Evaluating model with tennis balls on my living room floor
Evaluating model with tennis balls on the office floor

I used the “generated” code to consume the model with a simple console application.

Visual Studio 2022 ML.Net Integration client code generation
static async Task Main()
{
   Console.WriteLine($"{DateTime.UtcNow:yy-MM-dd HH:mm:ss} FasterrCNNResnet50 client starting");

   try
   {
      // load the app settings into configuration
      var configuration = new ConfigurationBuilder()
            .AddJsonFile("appsettings.json", false, true)
      .Build();

      Model.ApplicationSettings _applicationSettings = configuration.GetSection("ApplicationSettings").Get<Model.ApplicationSettings>();

      // Create single instance of sample data from first line of dataset for model input
      var image = MLImage.CreateFromFile(_applicationSettings.ImageInputPath);

      AzureObjectDetection.ModelInput sampleData = new AzureObjectDetection.ModelInput()
      {
         ImageSource = image,
      };

      // Make a single prediction on the sample data and print results.
      var predictionResult = AzureObjectDetection.Predict(sampleData);

      Console.WriteLine("Predicted Boxes:");
      Console.WriteLine(predictionResult);
   }
   catch (Exception ex)
   {
      Console.WriteLine($"{DateTime.UtcNow:yy-MM-dd HH:mm:ss} MQTTnet.Publish failed {ex.Message}");
   }

   Console.WriteLine("Press ENTER to exit");
   Console.ReadLine();
}

The initial model was detecting only 28 (with much lower confidences) of the 30 tennis balls in the sample images.

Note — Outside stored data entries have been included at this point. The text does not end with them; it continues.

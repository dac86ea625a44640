//! fOS DOM - Document Object Model
//!
//! Arena-backed DOM tree. Nodes are addressed by [`NodeId`] and live as long
//! as the [`Document`] that created them; detaching a node only unlinks it
//! from its parent.

mod document;
mod node;

pub use document::Document;
pub use node::{ElementData, Node, NodeData};

/// Node identifier (index into arena)
#[derive(Debug, Clone, Copy, PartialEq, Eq, Hash)]
pub struct NodeId(pub(crate) u32);

impl NodeId {
    /// Root node ID
    pub const ROOT: NodeId = NodeId(0);
    /// Invalid/null node ID
    pub const NONE: NodeId = NodeId(u32::MAX);

    /// Check if this is a valid node ID
    #[inline]
    pub fn is_valid(self) -> bool {
        self.0 != u32::MAX
    }

    #[inline]
    pub(crate) fn index(self) -> usize {
        self.0 as usize
    }
}

/// DOM error
#[derive(Debug, thiserror::Error, PartialEq, Eq)]
pub enum DomError {
    #[error("Unknown node: {0:?}")]
    UnknownNode(NodeId),

    #[error("Hierarchy request error: {0}")]
    HierarchyRequest(String),
}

Output of console application with object detection information

I used the “default configuration” settings and ran the model training for 17.5 hours overnight which cost roughly USD24.

Azure Pricing Calculator estimate for my training setup

This post is not about how train a “good” model it is the approach I took to create a “proof of concept” model for a demonstration.